A sociedade diz-se mais ‘progressista’. Progrediu porque mudou em relação àquilo que era. A mudança torna-se a melhor aliada do progresso. Ao longo do tempo, o liberalismo revela-se, então, uma ideologia que não consegue travar o ímpeto de mudança: a mudança pela mudança, indiferente aos resultados.

A este propósito, os críticos do liberalismo afirmam que ele funciona como uma roda: não pode parar de girar, de escolher causas de liberalização, sob pena de tombar para o lado. Não pode travar. Terá de continuar o seu percurso avançando, progredindo, elegendo novos destinos – novas causas de libertação, justificando a razão de existir.

3. O Projecto Europeu

Orbán nega esta liberdade. E acusa os políticos de Bruxelas e da Europa Ocidental de a usarem para «se libertarem das suas obrigações». Para o líder húngaro, a verdadeira liberdade existirá quando for «utilizada para exercer as obrigações e os deveres da melhor forma».

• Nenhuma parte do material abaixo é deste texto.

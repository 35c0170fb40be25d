use log::{error, info};
use std::env;
use std::process;

use isolation_agent::agent::{Agent, GreedyPlayer, RandomPlayer};
use isolation_agent::alphabeta::AlphaBetaPlayer;
use isolation_agent::config::Config;
use isolation_agent::eval::Heuristic;
use isolation_agent::game_log::GameLogger;
use isolation_agent::minimax::MinimaxPlayer;
use isolation_agent::tournament::round_robin;

fn main() {
    // We default to 'info' level logging. But if the `RUST_LOG` environment variable is set,
    // we keep that value instead.
    if env::var("RUST_LOG").is_err() {
        env::set_var("RUST_LOG", "info");
    }

    env_logger::init();

    info!("Starting Isolation tournament...");

    // Optional path to an alternative config file
    let config = match env::args().nth(1) {
        Some(path) => Config::from_file(&path).unwrap_or_else(|e| {
            error!("{}", e);
            process::exit(1);
        }),
        None => Config::load_or_default(),
    };

    let threshold = config.search.timeout_threshold_ms;
    let agents: Vec<Box<dyn Agent>> = vec![
        Box::new(RandomPlayer),
        Box::new(GreedyPlayer::new(
            Heuristic::Improved.build(&config.scores),
        )),
        Box::new(MinimaxPlayer::from_config(&config)),
        Box::new(
            AlphaBetaPlayer::new(Heuristic::Improved.build(&config.scores), threshold)
                .with_opening(config.opening.clone()),
        ),
        Box::new(AlphaBetaPlayer::from_config(&config)),
    ];

    let (standings, records) = match round_robin(&agents, &config.tournament) {
        Ok(results) => results,
        Err(e) => {
            error!("Tournament could not start: {}", e);
            process::exit(1);
        }
    };

    let mut logger = GameLogger::new(config.debug.enabled, &config.debug.log_file_path);
    for record in &records {
        logger.log_match(record);
    }

    println!("{:<24} {:>6} {:>6} {:>8}", "agent", "wins", "games", "win %");
    for standing in &standings {
        println!(
            "{:<24} {:>6} {:>6} {:>7.1}%",
            standing.name,
            standing.wins,
            standing.games,
            standing.win_rate() * 100.0
        );
    }
}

Quando olha para a Europa Ocidental, vê que em «meio século perdeu todo o ímpeto e a força para lutar». Está imobilizada e convertida num museu em céu aberto – «ainda que seja um óptimo museu», acrescenta.

Não sendo um federalista, Orbán considera que a União Europeia só poderá ser forte se existirem povos europeus com uma força e convicção que a sustente. Não quer o fim da União, mas sim reformá-la. Distancia-se então de Le Pen, Geert Wilders e Farange porque, ao contrário destes, que se dizem protectores dos valores liberais e eurocépticos, Orbán gravita em direcção a uma visão iliberal e europeísta.

Um dos argumentos mais marcantes da obra Antifrágil, de Nassim Taleb, defende que à medida que um organismo ou um regime se torna mais sofisticado – com todas as suas pequenas inovações, múltiplas interdependências e confortos – acaba progressivamente por perder a capacidade para enfrentar desafios sérios que o afrontam. A falta de capacidade do regime liberal, de que fala Orbán, terá que ver com isto mesmo: o regime fica condenado a produzir meias-soluções, remediando problemas, ao invés de vencer os desafios e os riscar totalmente da lista de preocupações. Ao arrastarem-se de geração em geração, tais heranças retiram tempo e vitalidade ao futuro, ocupando o presente com problemas passados.

Para um agente com o nível de envolvimento de Orbán, este revela uma rara aptidão de evoluir no seu posicionamento político. Mudar, não no sentido da sua filiação partidária. Mudou, na verdadeira acepção da palavra: nas ideias, nas questões de fundo, na mundividência e a contracorrente.

Orbán é um líder diferente. Um líder vertical, numa União que se pauta pela horizontalidade acrítica. Quando todos dizem que sim em uníssono, Orbán sabe dizer não, afirmando o que pensa. Pensa também de forma diferente. E nesta diferença oferece ao seu país e à Europa uma rota diferente. Por isso, uma nação com uma dimensão populacional e territorial semelhante à portuguesa consegue ser protagonista no palco continental.

Para melhor ou para pior? Depende a quem perguntarmos. O certo é que, com ele, a Hungria tornou-se relevante para o Projecto Europeu… Para outro Projecto Europeu.